Conseiller municipal et maire adjoint de Longuenée-en-Anjou (Maine-et-Loire) depuis 31 ans, Régis Berthelot a choisi de ne pas briguer un nouveau mandat.
Comment vous êtes-vous engagé dans la vie municipale ?
Tout a commencé en novembre 1994 quand j’ai accepté de répondre favorablement à Georges Pasquier et Alain Beaupère pour représenter le monde agricole au conseil municipal du Plessis-Macé. Je débutai mon premier mandat en tant que conseiller municipal dans la commission voirie et bâtiment en mars 1995. Elie Robert est élu maire. Après trois années de mandat, il laisse sa place à André Fresneau qui sera maire jusqu’en 2008. Jean-Pierre Hébé lui succédera jusqu’à la création de la commune nouvelle.
Quelles furent vos premières responsabilités ?
De 2003 à 2008, j’ai été élu adjoint en charge de la voirie et du bâtiment. Mon premier chantier voirie fut la mise en séparatif des réseaux eux pluviales et eaux usées., le début de chantier du lotissement de la Belle-Arrivée et la réfection des voiries.
En bâtiment, ce fut l’agrandissement de l’école du Petit-Prince (salle de motricité) , de la salle Émile-Rousseau et de la mairie du Plessis-Macé.
La fin du mandat fut plus agitée avec le projet de l’Espace Longuenée au sein du SIVM (syndicat à vocation multiple).
De 2008 à 2014, tout en tant adjoint voirie et bâtiments, je deviens vice-président du SIVM pour m’occuper des travaux de l’espace Longuenée, très compliqué par l’ampleur des travaux, mais au final un magnifique projet que personne ne regrette maintenant.
Quels grands changements durant ces mandats ?
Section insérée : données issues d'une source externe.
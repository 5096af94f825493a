//! Error types for the ChartGateway

use thiserror::Error;

/// Errors that can occur while configuring or running the ChartGateway
#[derive(Error, Debug)]
pub enum GatewayError {
    #[error("Serialization error: {0}")]
    Serialization(#[from] serde_json::Error),

    #[error("IO error: {0}")]
    Io(#[from] std::io::Error),

    #[error("Config parse error: {0}")]
    ConfigParse(#[from] toml::de::Error),

    #[error("Config write error: {0}")]
    ConfigWrite(#[from] toml::ser::Error),

    #[error("Invalid server address: {0}")]
    Address(#[from] std::net::AddrParseError),

    #[error("Depth chart error: {0}")]
    DepthChart(#[from] depth_chart::DepthChartError),

    #[error("Configuration error: {0}")]
    Config(String),
}

/// Result type for ChartGateway operations
pub type GatewayResult<T> = Result<T, GatewayError>;
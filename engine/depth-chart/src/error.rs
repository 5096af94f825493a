//! Error types for the depth chart engine and its storage

use thiserror::Error;

/// Result type alias for depth chart operations
pub type Result<T> = std::result::Result<T, DepthChartError>;

/// Result type alias for chart store operations
pub type StoreResult<T> = std::result::Result<T, StoreError>;

/// Errors surfaced to callers of the depth chart service
#[derive(Error, Debug)]
pub enum DepthChartError {
    /// A required field is absent or empty
    #[error("{0} is required")]
    MissingArgument(&'static str),

    /// A numeric field is below its allowed minimum
    #[error("{field} must be at least 1, got {value}")]
    InvalidRange { field: &'static str, value: i32 },

    /// No service is registered for the sport and team
    #[error("No depth chart service for sport: {sport_code}, team: {team_code}")]
    UnconfiguredTeam { sport_code: String, team_code: String },

    /// The player is not listed in the position group
    #[error("Player {player_id} is not in position {position_code}")]
    PlayerNotInPosition { position_code: String, player_id: i32 },

    /// The player is already listed in the position group
    #[error("Player {player_id} is already in position {position_code}")]
    DuplicatePlayer { position_code: String, player_id: i32 },

    /// The chart store failed to read or write
    #[error("Storage error: {0}")]
    Storage(#[from] StoreError),

    /// Invalid configuration
    #[error("Invalid configuration: {0}")]
    InvalidConfig(String),
}

impl DepthChartError {
    /// True for errors caused by the request itself
    pub fn is_validation(&self) -> bool {
        matches!(
            self,
            Self::MissingArgument(_) | Self::InvalidRange { .. } | Self::DuplicatePlayer { .. }
        )
    }
}

/// Errors raised by chart store backends
#[derive(Error, Debug)]
pub enum StoreError {
    #[error("Database error: {0}")]
    Database(#[from] sqlx::Error),

    #[error("Migration error: {0}")]
    Migration(#[from] sqlx::migrate::MigrateError),

    /// Stored ranks break the dense 1..N sequence
    #[error("Data corruption: {0}")]
    Corruption(String),

    /// A row expected by a persist call does not exist
    #[error("Entry not found: {0}")]
    NotFound(String),

    /// A row written by a persist call already exists
    #[error("Entry already exists: {0}")]
    AlreadyExists(String),

    /// Another writer changed the group between fetch and persist
    #[error("Concurrent modification: {0}")]
    Conflict(String),
}

impl StoreError {
    /// Create a new corruption error
    pub fn corruption(msg: impl Into<String>) -> Self {
        Self::Corruption(msg.into())
    }

    /// Create a new not found error
    pub fn not_found(msg: impl Into<String>) -> Self {
        Self::NotFound(msg.into())
    }

    /// Create a new already exists error
    pub fn already_exists(msg: impl Into<String>) -> Self {
        Self::AlreadyExists(msg.into())
    }

    /// Create a new conflict error
    pub fn conflict(msg: impl Into<String>) -> Self {
        Self::Conflict(msg.into())
    }
}
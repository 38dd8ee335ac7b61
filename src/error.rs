use axum::{
    http::{header, HeaderValue, StatusCode},
    response::{IntoResponse, Response},
};
use serde_json::json;
use thiserror::Error;
use validator::ValidationErrors;

use crate::response;

#[derive(Debug, Error)]
pub enum AuthError {
    #[error("Validation failed")]
    Validation(#[from] ValidationErrors),

    #[error("User with this email already exists")]
    DuplicateEmail,

    /// Unknown email and wrong password collapse into this variant so the
    /// caller cannot enumerate registered accounts.
    #[error("Invalid email or password")]
    InvalidCredentials,

    #[error("Account is deactivated. Please contact support.")]
    AccountDeactivated,

    /// Covers bad signature, expiry, revocation and unknown tokens alike;
    /// callers must not learn which one occurred.
    #[error("Invalid refresh token")]
    InvalidRefreshToken,

    #[error("Email already exists")]
    EmailTaken,

    #[error("Access denied. No token provided.")]
    Unauthorized,

    #[error("Access denied. Insufficient permissions.")]
    Forbidden,

    #[error("Too many requests, please try again later.")]
    RateLimited { retry_after: u64 },

    #[error("Database error: {0}")]
    Store(String),

    #[error("Internal error: {0}")]
    Internal(String),
}

pub type Result<T> = std::result::Result<T, AuthError>;

impl IntoResponse for AuthError {
    fn into_response(self) -> Response {
        let status = match self {
            AuthError::Validation(_) | AuthError::DuplicateEmail | AuthError::EmailTaken => {
                StatusCode::BAD_REQUEST
            }
            AuthError::InvalidCredentials
            | AuthError::AccountDeactivated
            | AuthError::InvalidRefreshToken
            | AuthError::Unauthorized => StatusCode::UNAUTHORIZED,
            AuthError::Forbidden => StatusCode::FORBIDDEN,
            AuthError::RateLimited { .. } => StatusCode::TOO_MANY_REQUESTS,
            AuthError::Store(_) | AuthError::Internal(_) => StatusCode::INTERNAL_SERVER_ERROR,
        };

        // Internal detail stays in the logs; the caller only sees a generic
        // message. Everything else is safe to surface verbatim.
        let (message, errors) = match &self {
            AuthError::Store(detail) | AuthError::Internal(detail) => {
                tracing::error!(%detail, "request failed with internal error");
                ("Internal server error".to_string(), None)
            }
            AuthError::Validation(e) => (self.to_string(), Some(validation_errors_json(e))),
            other => (other.to_string(), None),
        };

        let mut res = response::error(status, &message, errors);
        if let AuthError::RateLimited { retry_after } = &self {
            if let Ok(value) = HeaderValue::from_str(&retry_after.to_string()) {
                res.headers_mut().insert(header::RETRY_AFTER, value);
            }
        }
        res
    }
}

impl From<sqlx::Error> for AuthError {
    fn from(err: sqlx::Error) -> Self {
        AuthError::Store(err.to_string())
    }
}

fn validation_errors_json(errors: &ValidationErrors) -> serde_json::Value {
    let items: Vec<serde_json::Value> = errors
        .field_errors()
        .iter()
        .flat_map(|(field, field_errors)| {
            field_errors.iter().map(move |e| {
                let message = e
                    .message
                    .as_ref()
                    .map(|m| m.to_string())
                    .unwrap_or_else(|| e.code.to_string());
                json!({ "field": field, "message": message })
            })
        })
        .collect();
    json!(items)
}
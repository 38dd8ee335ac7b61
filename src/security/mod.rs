/// Security module: password hashing and token issuing/verification
pub mod jwt;
pub mod password;

pub use jwt::{AccessClaims, JwtKeys, RefreshClaims, TokenError};
pub use password::{hash_password, verify_password};
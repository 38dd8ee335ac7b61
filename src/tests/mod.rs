/// Test suite for the credential lifecycle core.
///
/// Everything runs against the in-memory store with real bcrypt and JWT
/// crypto, so no database is required.
pub mod fixtures;
pub mod session_tests;
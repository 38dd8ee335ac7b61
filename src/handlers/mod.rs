/// HTTP request handlers (REST API)
pub mod auth;

pub use auth::{
    change_password, deactivate, me, refresh_token, signin, signout, signout_all, signup,
    update_profile,
};
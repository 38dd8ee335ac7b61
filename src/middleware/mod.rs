/// Request authentication and authorization middleware
pub mod auth;

pub use auth::{require_role, AdminUser, AuthUser};
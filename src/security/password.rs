/// Password hashing and verification using bcrypt
use crate::error::{AuthError, Result};

/// Hash a password with the given work factor. The salt is generated
/// internally, so two hashes of the same password differ.
pub fn hash_password(password: &str, cost: u32) -> Result<String> {
    bcrypt::hash(password, cost)
        .map_err(|e| AuthError::Internal(format!("password hashing failed: {e}")))
}

/// Verify a password against a stored hash. A mismatch yields `Ok(false)`;
/// only a malformed hash is an error.
pub fn verify_password(password: &str, hash: &str) -> Result<bool> {
    bcrypt::verify(password, hash)
        .map_err(|e| AuthError::Internal(format!("password verification failed: {e}")))
}

#[cfg(test)]
mod tests {
    use super::*;

    // bcrypt's minimum cost keeps these fast; production uses the configured
    // factor.
    const COST: u32 = 4;

    #[test]
    fn hash_and_verify_round_trip() {
        let hash = hash_password("hunter2hunter2", COST).unwrap();
        assert!(verify_password("hunter2hunter2", &hash).unwrap());
    }

    #[test]
    fn wrong_password_does_not_verify() {
        let hash = hash_password("hunter2hunter2", COST).unwrap();
        assert!(!verify_password("not-the-password", &hash).unwrap());
    }

    #[test]
    fn hashes_are_salted() {
        let a = hash_password("same-password", COST).unwrap();
        let b = hash_password("same-password", COST).unwrap();
        assert_ne!(a, b);
    }

    #[test]
    fn malformed_hash_is_an_error() {
        assert!(verify_password("whatever", "not-a-bcrypt-hash").is_err());
    }
}
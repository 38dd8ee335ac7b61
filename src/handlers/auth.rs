/// Authentication handlers
use std::net::SocketAddr;

use axum::{
    extract::{ConnectInfo, State},
    http::StatusCode,
    response::Response,
    Json,
};
use validator::Validate;

use crate::{
    error::AuthError,
    middleware::AuthUser,
    models::{
        AccessTokenData, AuthSession, ChangePasswordRequest, RefreshTokenRequest, SigninRequest,
        SignoutRequest, SignupRequest, UpdateProfileRequest, UserProfile,
    },
    response, AppState,
};

/// Register endpoint handler
#[utoipa::path(
    post,
    path = "/api/v1/auth/signup",
    tag = "Auth",
    request_body = SignupRequest,
    responses(
        (status = 201, description = "User registered", body = AuthSession),
        (status = 400, description = "Validation failed or email already registered"),
        (status = 429, description = "Too many signups from this address")
    )
)]
pub async fn signup(
    State(state): State<AppState>,
    ConnectInfo(addr): ConnectInfo<SocketAddr>,
    Json(payload): Json<SignupRequest>,
) -> Result<Response, AuthError> {
    state.rate_limiter.check_signup(addr.ip())?;
    payload.validate()?;

    let session = state
        .sessions
        .signup(&payload.name, &payload.email, &payload.password)
        .await?;

    Ok(response::success(
        StatusCode::CREATED,
        "User registered successfully",
        session,
    ))
}

/// Signin endpoint handler
#[utoipa::path(
    post,
    path = "/api/v1/auth/signin",
    tag = "Auth",
    request_body = SigninRequest,
    responses(
        (status = 200, description = "User signed in", body = AuthSession),
        (status = 401, description = "Invalid credentials or deactivated account"),
        (status = 429, description = "Too many attempts from this address")
    )
)]
pub async fn signin(
    State(state): State<AppState>,
    ConnectInfo(addr): ConnectInfo<SocketAddr>,
    Json(payload): Json<SigninRequest>,
) -> Result<Response, AuthError> {
    state.rate_limiter.check_signin(addr.ip())?;
    payload.validate()?;

    let session = state
        .sessions
        .signin(&payload.email, &payload.password)
        .await?;

    // Only failed attempts count against the window.
    state.rate_limiter.record_signin_success(addr.ip());

    Ok(response::success(
        StatusCode::OK,
        "User signed in successfully",
        session,
    ))
}

/// Refresh endpoint handler. Public: the refresh token itself is the
/// credential.
#[utoipa::path(
    post,
    path = "/api/v1/auth/refresh-token",
    tag = "Auth",
    request_body = RefreshTokenRequest,
    responses(
        (status = 200, description = "Access token refreshed", body = AccessTokenData),
        (status = 401, description = "Invalid refresh token")
    )
)]
pub async fn refresh_token(
    State(state): State<AppState>,
    Json(payload): Json<RefreshTokenRequest>,
) -> Result<Response, AuthError> {
    payload.validate()?;

    let data = state.sessions.refresh(&payload.refresh_token).await?;

    Ok(response::success(
        StatusCode::OK,
        "Access token refreshed successfully",
        data,
    ))
}

/// Signout endpoint handler. With a refresh token in the body only that
/// device session is revoked; without one, all of them.
#[utoipa::path(
    post,
    path = "/api/v1/auth/signout",
    tag = "Auth",
    request_body = SignoutRequest,
    responses(
        (status = 200, description = "User signed out"),
        (status = 401, description = "Unauthorized")
    )
)]
pub async fn signout(
    State(state): State<AppState>,
    AuthUser(user): AuthUser,
    body: Option<Json<SignoutRequest>>,
) -> Result<Response, AuthError> {
    let token = body.and_then(|Json(b)| b.refresh_token);
    state.sessions.signout(user.id, token.as_deref()).await?;

    Ok(response::success_message(
        StatusCode::OK,
        "User signed out successfully",
    ))
}

/// Signout-all endpoint handler
#[utoipa::path(
    post,
    path = "/api/v1/auth/signout-all",
    tag = "Auth",
    responses(
        (status = 200, description = "All device sessions revoked"),
        (status = 401, description = "Unauthorized")
    )
)]
pub async fn signout_all(
    State(state): State<AppState>,
    AuthUser(user): AuthUser,
) -> Result<Response, AuthError> {
    state.sessions.signout_all(user.id).await?;

    Ok(response::success_message(
        StatusCode::OK,
        "User signed out from all devices successfully",
    ))
}

/// Current session identity lookup
#[utoipa::path(
    get,
    path = "/api/v1/auth/me",
    tag = "Auth",
    responses(
        (status = 200, description = "Current user", body = UserProfile),
        (status = 401, description = "Unauthorized")
    )
)]
pub async fn me(
    State(state): State<AppState>,
    AuthUser(user): AuthUser,
) -> Result<Response, AuthError> {
    let profile = state.sessions.get_me(user.id).await?;

    Ok(response::success(
        StatusCode::OK,
        "User data retrieved successfully",
        profile,
    ))
}

/// Profile update endpoint handler
#[utoipa::path(
    put,
    path = "/api/v1/auth/profile",
    tag = "Auth",
    request_body = UpdateProfileRequest,
    responses(
        (status = 200, description = "Profile updated", body = UserProfile),
        (status = 400, description = "Validation failed or email already exists"),
        (status = 401, description = "Unauthorized")
    )
)]
pub async fn update_profile(
    State(state): State<AppState>,
    AuthUser(user): AuthUser,
    Json(payload): Json<UpdateProfileRequest>,
) -> Result<Response, AuthError> {
    payload.validate()?;

    let profile = state
        .sessions
        .update_profile(user.id, payload.name.as_deref(), payload.email.as_deref())
        .await?;

    Ok(response::success(
        StatusCode::OK,
        "Profile updated successfully",
        profile,
    ))
}

/// Change password endpoint handler
#[utoipa::path(
    put,
    path = "/api/v1/auth/change-password",
    tag = "Auth",
    request_body = ChangePasswordRequest,
    responses(
        (status = 200, description = "Password changed, all sessions revoked"),
        (status = 401, description = "Current password incorrect or unauthorized"),
        (status = 429, description = "Too many attempts from this address")
    )
)]
pub async fn change_password(
    State(state): State<AppState>,
    ConnectInfo(addr): ConnectInfo<SocketAddr>,
    AuthUser(user): AuthUser,
    Json(payload): Json<ChangePasswordRequest>,
) -> Result<Response, AuthError> {
    state.rate_limiter.check_sensitive(addr.ip())?;
    payload.validate()?;

    state
        .sessions
        .change_password(user.id, &payload.current_password, &payload.new_password)
        .await?;

    Ok(response::success_message(
        StatusCode::OK,
        "Password changed successfully. Please sign in again.",
    ))
}

/// Deactivate endpoint handler
#[utoipa::path(
    put,
    path = "/api/v1/auth/deactivate",
    tag = "Auth",
    responses(
        (status = 200, description = "Account deactivated"),
        (status = 401, description = "Unauthorized")
    )
)]
pub async fn deactivate(
    State(state): State<AppState>,
    AuthUser(user): AuthUser,
) -> Result<Response, AuthError> {
    state.sessions.deactivate(user.id).await?;

    Ok(response::success_message(
        StatusCode::OK,
        "Account deactivated successfully",
    ))
}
Au passage en commune nouvelle, en 2016, avec Pruillé, je deviens adjoint à la voirie. De 2020 à 2026, je deviens adjoint à l’urbanisme. Très intéressant avec tous les projets de lotissements : les Chênes, les Pâtisseaux, Beau-Soleil.
Un seul regret : le projet du centre-bourg du Plessis-Macé a pris beaucoup de retard. Il débutera en 2026 avec la nouvelle équipe.
Et maintenant ?
Place à la famille, aux loisirs et aux voyages.